Thursday, March 8, 2007
Don't Be a Victim: Data Dots
Most victims of burglary never get their things back. But now police have a new weapon in their arsenal. In tonight's Don't Be a Victim, 7's JP Hervis shows us how to protect our property.
Gisela Simonitis: "When I got home, the door had been broken into, and they stole all my jewelry. They went through all of my drawers."
Gisela Simonitis never got her items back.
Gisela Simonitis: "Nothing, I filed a claim with the insurance, but nothing was ever recovered."
That's pretty common. Most of the time when police find items like jewelry and electronics they have no way to trace them unless you're name is on it.
Officer Frank Jackson: "The old school of thought was to mark your personal property or items you treasure with either your drivers license number or your social security number."
No one does that anymore because of fear of identity theft. So most items go unmarked.
But now there's a new high-tech weapon.
Officer Frank Jackson: "It's a glue-based material with hundreds of little tiny dots that are etched with a specific number that are registered to you, through you local law enforcement agency."
They're called Data Dots.
They can be put on almost anything.
Officer Frank Jackson: "You just twist the top off. The dots are already premixed in the glue. You take the brush, dip it in, you will then see a couple of dots on the tip of the brush. You just brush it on in an inconspicuous are of your property and then it's marked."
They are so small you can even put them on the back of an earring.
They are virtually invisible to the naked eye, so thieves have no idea they are taking marked property.
Tony Simonitis: "It's an incredible idea that you can fit a code on a dot so small. That's just a fantastic thought."
If your item is stolen, police can find the dots and trace the items back to you.
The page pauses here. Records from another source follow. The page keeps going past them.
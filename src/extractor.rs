// Feature extraction from a normalized diagnostic report.
use crate::model::{ChipsetFamily, CpuVendor, FeatureSet, GpuVendor, MemoryGeneration, NormalizedReport};
use regex::Regex;

/// Keywords that mark a laptop report outright. Deliberately narrow:
/// TOUCH, MOBILE and "INTEGRATED GRAPHICS" used to be in this list and
/// flagged desktops with iGPUs as laptops.
const LAPTOP_KEYWORDS: [&str; 3] = ["BATTERY", "LAPTOP", "NOTEBOOK"];

/// Intel is only recognized via product lines. The bare word "INTEL" shows
/// up in GPU strings ("INTEL UHD GRAPHICS") on AMD machines.
const INTEL_CPU_MARKERS: [&str; 3] = ["INTEL CORE", "PENTIUM", "CELERON"];

/// Model fragments of desktop parts that ship with 3D V-Cache.
const X3D_MODELS: [&str; 6] = ["5800", "7800", "7900", "7950", "9800", "9950"];

/// B-series boards that allow memory overclocking despite not being Z.
const INTEL_RAM_UNLOCK_BOARDS: [&str; 3] = ["B560", "B660", "B760"];

/// Ryzen families that only exist on AM5 and therefore run DDR5.
const AM5_RYZEN_MODELS: [&str; 4] = ["7600", "7700", "7900", "9000"];

/// Above this MHz/MT/s reading the modules cannot be DDR4.
const DDR5_FREQUENCY_FLOOR: u32 = 4400;

pub struct FeatureExtractor {
    // Model number followed by a mobile power-envelope suffix.
    // K/KF/KS are desktop suffixes and stay out of the alternation.
    mobile_sku: Regex,
    // Model number followed by K, optionally S or F, then a word boundary
    // so that continuations like 14900KSX do not count.
    unlocked_intel_sku: Regex,
    // First chipset-looking token wins; assembly order (summary before
    // full text) is what makes this deterministic on noisy reports.
    chipset: Regex,
    memory_frequency: Regex,
}

impl FeatureExtractor {
    pub fn new() -> Self {
        Self {
            mobile_sku: Regex::new(r"\d{4,5}(?:HK|HX|HS|HQ|H|U|P|Y)\b").unwrap(),
            unlocked_intel_sku: Regex::new(r"\d{3,5}K[SF]?\b").unwrap(),
            chipset: Regex::new(r"\b([BZXH])\d{3}[A-Z]?\b").unwrap(),
            memory_frequency: Regex::new(r"(\d{4})\s*(?:MHZ|MT/S)").unwrap(),
        }
    }

    /// Turns a report into a feature set. Total: a signal that is absent or
    /// garbled simply stays at its `false`/`Unknown` default.
    pub fn extract(&self, report: &NormalizedReport) -> FeatureSet {
        let text = report.as_str();

        FeatureSet {
            is_mobile_sku: self.mobile_sku.is_match(text),
            has_laptop_keyword: LAPTOP_KEYWORDS.iter().any(|k| text.contains(k)),
            cpu_vendor: self.cpu_vendor(text),
            is_unlocked_intel_sku: self.unlocked_intel_sku.is_match(text),
            is_x3d_sku: text.contains("X3D") && X3D_MODELS.iter().any(|m| text.contains(m)),
            chipset_family: self.chipset_family(text),
            is_intel_ram_unlock_board: INTEL_RAM_UNLOCK_BOARDS.iter().any(|b| text.contains(b)),
            gpu_vendor: Self::gpu_vendor(text),
            memory_generation: self.memory_generation(text),
        }
    }

    fn cpu_vendor(&self, text: &str) -> CpuVendor {
        if INTEL_CPU_MARKERS.iter().any(|m| text.contains(m)) {
            CpuVendor::Intel
        } else if text.contains("RYZEN") || text.contains("AMD") {
            CpuVendor::Amd
        } else {
            CpuVendor::Unknown
        }
    }

    fn chipset_family(&self, text: &str) -> ChipsetFamily {
        let Some(caps) = self.chipset.captures(text) else {
            return ChipsetFamily::Unknown;
        };
        match &caps[1] {
            "B" => ChipsetFamily::B,
            "Z" => ChipsetFamily::Z,
            "X" => ChipsetFamily::X,
            "H" => ChipsetFamily::H,
            _ => ChipsetFamily::Unknown,
        }
    }

    /// Precedence: a dedicated card always outranks an Intel GPU, so an Arc
    /// or iGPU string next to an RTX still reads as NVIDIA.
    fn gpu_vendor(text: &str) -> GpuVendor {
        let nvidia = ["NVIDIA", "GEFORCE", "RTX", "GTX"].iter().any(|k| text.contains(k));
        if nvidia {
            return GpuVendor::Nvidia;
        }
        // VEGA is an old integrated/workstation line, not a modern dedicated card.
        let amd_dedicated = ["RADEON", "RX 6", "RX 7"].iter().any(|k| text.contains(k))
            && !text.contains("VEGA");
        if amd_dedicated {
            return GpuVendor::AmdDedicated;
        }
        if text.contains("INTEL ARC") {
            return GpuVendor::IntelArc;
        }
        if text.contains("IRIS") || text.contains("INTEL UHD") {
            return GpuVendor::IntelIntegrated;
        }
        GpuVendor::Unknown
    }

    fn memory_generation(&self, text: &str) -> MemoryGeneration {
        if let Some(caps) = self.memory_frequency.captures(text) {
            if let Ok(freq) = caps[1].parse::<u32>() {
                if freq > DDR5_FREQUENCY_FLOOR {
                    return MemoryGeneration::Ddr5;
                }
            }
        }
        if text.contains("RYZEN") && AM5_RYZEN_MODELS.iter().any(|m| text.contains(m)) {
            return MemoryGeneration::Ddr5;
        }
        MemoryGeneration::Ddr4
    }
}

impl Default for FeatureExtractor {
    fn default() -> Self {
        Self::new()
    }
}

#[cfg(test)]
mod tests {
    use super::*;

    fn extract(text: &str) -> FeatureSet {
        FeatureExtractor::new().extract(&NormalizedReport::from_raw(text))
    }

    #[test]
    fn mobile_suffix_is_detected() {
        assert!(extract("INTEL CORE I7-13700H").is_mobile_sku);
        assert!(extract("AMD RYZEN 7 7840HS").is_mobile_sku);
        assert!(extract("INTEL CORE I9-13980HX").is_mobile_sku);
    }

    #[test]
    fn desktop_unlocked_suffixes_are_not_mobile() {
        assert!(!extract("INTEL CORE I9-14900K").is_mobile_sku);
        assert!(!extract("INTEL CORE I9-14900KS").is_mobile_sku);
        assert!(!extract("INTEL CORE I5-13600KF").is_mobile_sku);
    }

    #[test]
    fn laptop_keywords_are_the_narrowed_set() {
        assert!(extract("BATTERY 98%").has_laptop_keyword);
        assert!(extract("GAMING NOTEBOOK").has_laptop_keyword);
        // Removed keywords must no longer fire: desktops with iGPUs
        // mention integrated graphics and touch-capable monitors.
        assert!(!extract("INTEGRATED GRAPHICS").has_laptop_keyword);
        assert!(!extract("TOUCH SCREEN MONITOR").has_laptop_keyword);
    }

    #[test]
    fn intel_needs_a_product_line_not_the_brand_word() {
        assert_eq!(extract("INTEL CORE I5-12400").cpu_vendor, CpuVendor::Intel);
        assert_eq!(extract("PENTIUM GOLD G7400").cpu_vendor, CpuVendor::Intel);
        // A Ryzen box with an Intel-branded iGPU string stays AMD.
        assert_eq!(extract("AMD RYZEN 5 5600 INTEL UHD DRIVER LEFTOVER").cpu_vendor, CpuVendor::Amd);
        assert_eq!(extract("INTEL UHD GRAPHICS 770").cpu_vendor, CpuVendor::Unknown);
    }

    #[test]
    fn unlocked_sku_stops_at_word_boundary() {
        assert!(extract("14900K").is_unlocked_intel_sku);
        assert!(extract("14900KS").is_unlocked_intel_sku);
        assert!(extract("13600KF").is_unlocked_intel_sku);
        assert!(!extract("14900KSX").is_unlocked_intel_sku);
        assert!(!extract("12400F").is_unlocked_intel_sku);
    }

    #[test]
    fn x3d_needs_a_known_model_fragment() {
        assert!(extract("AMD RYZEN 7 9800X3D").is_x3d_sku);
        assert!(extract("RYZEN 7 5800X3D B550").is_x3d_sku);
        assert!(!extract("X3D RENDERING BENCHMARK").is_x3d_sku);
    }

    #[test]
    fn first_chipset_token_wins() {
        let report = NormalizedReport::assemble(Some("Z790 AORUS"), "ALSO MENTIONS B760 LATER");
        let features = FeatureExtractor::new().extract(&report);
        assert_eq!(features.chipset_family, ChipsetFamily::Z);

        assert_eq!(extract("B650 TOMAHAWK").chipset_family, ChipsetFamily::B);
        assert_eq!(extract("NO BOARD HERE").chipset_family, ChipsetFamily::Unknown);
    }

    #[test]
    fn ram_unlock_boards_are_an_allow_list() {
        assert!(extract("MSI B760 GAMING PLUS").is_intel_ram_unlock_board);
        assert!(!extract("ASUS B460M").is_intel_ram_unlock_board);
    }

    #[test]
    fn gpu_vendor_precedence() {
        assert_eq!(extract("GEFORCE RTX 4070").gpu_vendor, GpuVendor::Nvidia);
        assert_eq!(extract("RADEON RX 7800 XT").gpu_vendor, GpuVendor::AmdDedicated);
        assert_eq!(extract("RADEON VEGA 8").gpu_vendor, GpuVendor::Unknown);
        assert_eq!(extract("INTEL ARC A770").gpu_vendor, GpuVendor::IntelArc);
        assert_eq!(extract("INTEL UHD GRAPHICS 730").gpu_vendor, GpuVendor::IntelIntegrated);
        // Dedicated card wins over iGPU leftovers.
        assert_eq!(extract("RTX 4060 INTEL UHD 770").gpu_vendor, GpuVendor::Nvidia);
    }

    #[test]
    fn ddr5_from_frequency_or_am5_model() {
        assert_eq!(extract("6000 MHZ").memory_generation, MemoryGeneration::Ddr5);
        assert_eq!(extract("5986 MT/S").memory_generation, MemoryGeneration::Ddr5);
        assert_eq!(extract("3200 MHZ").memory_generation, MemoryGeneration::Ddr4);
        assert_eq!(extract("RYZEN 5 7600").memory_generation, MemoryGeneration::Ddr5);
        // The model fragment alone is not enough without the Ryzen brand.
        assert_eq!(extract("7600 POINTS IN BENCHMARK").memory_generation, MemoryGeneration::Ddr4);
        assert_eq!(extract("").memory_generation, MemoryGeneration::Ddr4);
    }
}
Officer Frank Jackson: "We have a device which is a blue light/magnifying device where we're able to scan these items, which we will be doing on a routine basis."
And it's not just for items in your home -- you can even mark your boat or car.
Officer Frank Jackson: "There are also certain items on a car that are high theft items. Specifically, if you have a vehicle where headlight thefts are an issue. There are certain spots on a vehicle that you would want to place them on. Around the engine block, the door jams."
JP Hervis: "That way, if car parts are recovered, police again can trace the item back to you. Data Dots are available through your local police department and online."